We developed a colorimetric technique for quantifying the amount of UO₂²⁺ or Ga³⁺ in fractions collected from the anion exchange resin columns (Figure 4) based on a literature method for detecting Ga³⁺. ³⁴ Due to high demand for measurements on programmatic samples, TIMS and ICP-MS/AES analyses were not available for use. Instead, we turned to UV–vis spectroscopy as an analytical tool. This technique has the advantages of fast sampling time (about 1 min per sample) and facile operation. While UO₂²⁺ does have a distinct UV–vis signature (vibronic progression from 470 to 590 nm), ²⁹ Ga³⁺ has no optical or UV absorption features, rendering it invisible to UV–vis measurements. Instead, we used a commercial, water-soluble dye (Alizarin Red S, ARS) that undergoes dramatic color changes in the presence of polyvalent metal ions (Figure 4). ³⁵ That is, solutions of the free ARS dye are orange with a maximum absorption occurring at 420 nm (ε₄₂₀ = 2,820(10) M⁻¹ cm⁻¹). When Ga³⁺ was added to these solutions, a distinct color change to pink-red was observed (λ_max = 480 nm, ε₄₈₀ = 4,300(30) M⁻¹ cm⁻¹). In the presence of UO₂²⁺, ARS takes on a deep purple color (λ_max = 565 nm, ε₅₆₅ = 2,220(30) M⁻¹. cm⁻¹). ³⁵

Figure 4:

Example of how ARS changes color in the presence of metal ions. ARS is an orange-yellow color in its free form, takes on a pinkish hue with Ga³⁺, and attains a purple color with UO₂²⁺. See Figure 5 for corresponding UV–vis spectra.

Figure 5:

Representative UV–vis spectra of fractions of a UO₂²⁺/Ga³⁺ mixture eluted from AG MP-1M with 8 M HNO₃. Spectra were selected to span a range of a purely Ga³⁺-containing fraction (green), a purely UO₂²⁺-containing fraction (navy), and a fraction containing both Ga³⁺ and UO₂²⁺ (teal). The corresponding spectrum of free ARS dye (gray) is included for comparison. Spectra were recorded in unbuffered deionized water. ^{13 , 36}

We sought to take advantage of the sensitivity of ARS’s color profile to Ga³⁺ and UO₂²⁺ ions. In principle, it is straightforward to measure molar extinction coefficients of the ARS–metal complexes and use these values to fingerprint the composition of solutions coming off of the anion exchange column. However, these studies were complicated by several factors. For instance, absorption at 480 nm became non-linear in the presence of excess gallium (Figure 6). That is, sub-stoichiometric complexes with putative formulas Ga(ARS)²⁺ and Ga(ARS)₃ did not adhere to Beer’s law, which obfuscated quantitative measurements. We tried to overcome this issue by ensuring that ARS was always in excess of Ga³⁺, but in these instances the resolution of absorption features corresponding to free ARS versus Ga(ARS)²⁺ versus UO₂(ARS)^±, which might all be in solution simultaneously was non-trivial. The broad peak shapes associated with each species made absolute deconvolution of the spectra infeasible. Consequently, we view the results presented in Figures 4 and 5 as qualitative assessments of the separation of gallium and uranyl cations on AG MP-1M.

Figure 6:

The titration of ARS (2.47 × 10 – 4 M) with varying equivalents of Ga³⁺ in water produces absorbances that deviate strongly from linearity at Ga:ARS ratios greater than 1. A logarithmic function fits the data reasonably well, but at high equivalences of Ga³⁺ the slope of this function becomes very small, making it difficult to accurately calculate gallium concentration from an absorbance measurement.

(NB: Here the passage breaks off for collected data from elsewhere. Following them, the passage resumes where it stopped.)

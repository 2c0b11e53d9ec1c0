//! Editor lifecycle - construction, settings application and hot reload.

use super::state::{Editor, KeyState, SettingsState, SystemState};
use crate::app_state::AppState;
use crate::element::{ApproximateTextMeasurer, TextMeasurer};
use crate::error::EditorResult;
use crate::history::History;
use crate::input::{InteractionState, PinchGesture};
use crate::scene::Scene;
use crate::settings::Settings;
use crate::settings_watcher::{SettingsEvent, SettingsWatcher};
use crate::spatial_index::HitTester;
use std::path::Path;

impl Editor {
    pub fn new() -> Self {
        Self::with_settings(Settings::default())
    }

    /// Editor configured from the user's settings file.
    pub fn from_user_settings() -> Self {
        Self::with_settings(Settings::load())
    }

    pub fn with_settings(settings: Settings) -> Self {
        let mut editor = Self {
            scene: Scene::new(),
            history: History::new(),
            state: AppState::default(),
            interaction: InteractionState::default(),
            pinch: PinchGesture::default(),
            hit_tester: HitTester::new(),
            settings: SettingsState {
                data: settings,
                watcher: None,
            },
            system: SystemState::new(),
            keys: KeyState::default(),
            measurer: Box::new(ApproximateTextMeasurer),
            text_edit_is_new: false,
            listeners: Vec::new(),
            next_listener_id: 0,
        };
        editor.apply_settings();
        // Baseline entry; undo never goes below it
        editor
            .history
            .record(&editor.state, editor.scene.elements_including_deleted());
        editor
    }

    /// Swap the text measuring backend.
    pub fn with_measurer(mut self, measurer: impl TextMeasurer + 'static) -> Self {
        self.measurer = Box::new(measurer);
        self
    }

    pub fn settings(&self) -> &Settings {
        &self.settings.data
    }

    /// Replace the settings and push them into the app state.
    pub fn set_settings(&mut self, settings: Settings) {
        self.settings.data = settings;
        self.apply_settings();
    }

    /// Push the settings fields that mirror app state.
    pub fn apply_settings(&mut self) {
        let settings = &self.settings.data;
        self.state.grid_size = settings.effective_grid_size();
        self.state.element_locked = settings.element_locked;
        self.state.is_binding_enabled = settings.binding_enabled;
        self.state.zen_mode_enabled = settings.zen_mode_enabled;
        self.state.show_stats = settings.show_stats;
    }

    /// Start hot-reloading settings from `path`.
    pub fn watch_settings(&mut self, path: &Path) -> EditorResult<()> {
        self.settings.watcher = Some(SettingsWatcher::new(path)?);
        Ok(())
    }

    /// Start hot-reloading from the default settings location.
    pub fn watch_default_settings(&mut self) {
        self.settings.watcher = SettingsWatcher::for_default_path();
    }

    /// Poll the watcher and reload on change. Called from `tick`.
    pub fn check_settings_reload(&mut self) {
        let Some(watcher) = self.settings.watcher.as_mut() else {
            return;
        };
        let Some(event) = watcher.poll() else {
            return;
        };
        match event {
            SettingsEvent::Modified | SettingsEvent::Created => {
                tracing::info!(path = %watcher.path().display(), "Settings file changed, reloading...");
                match Settings::load_from(watcher.path()) {
                    Ok(settings) => {
                        self.settings.data = settings;
                        self.apply_settings();
                    }
                    Err(e) => tracing::warn!("Keeping previous settings: {:#}", e),
                }
            }
            SettingsEvent::Deleted => {
                tracing::warn!("Settings file deleted");
            }
            SettingsEvent::Error(e) => {
                tracing::error!("Settings watch error: {}", e);
            }
        }
    }
}

impl Default for Editor {
    fn default() -> Self {
        Self::new()
    }
}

These results could be leveraged in testing separation conditions on an HPLC column of AG MP-1M. We anticipate that HPLC will afford even better separations of UO₂²⁺ and Ga³⁺ since Brownian motion (i.e., diffusion) will be decreased greatly compared to a gravity column. In sum, the preliminary results obtained indicate that the sequential separation of actinides (and gallium) on AG MP-1M is likely to succeed, and we expect to achieve this goal in planned follow-on studies.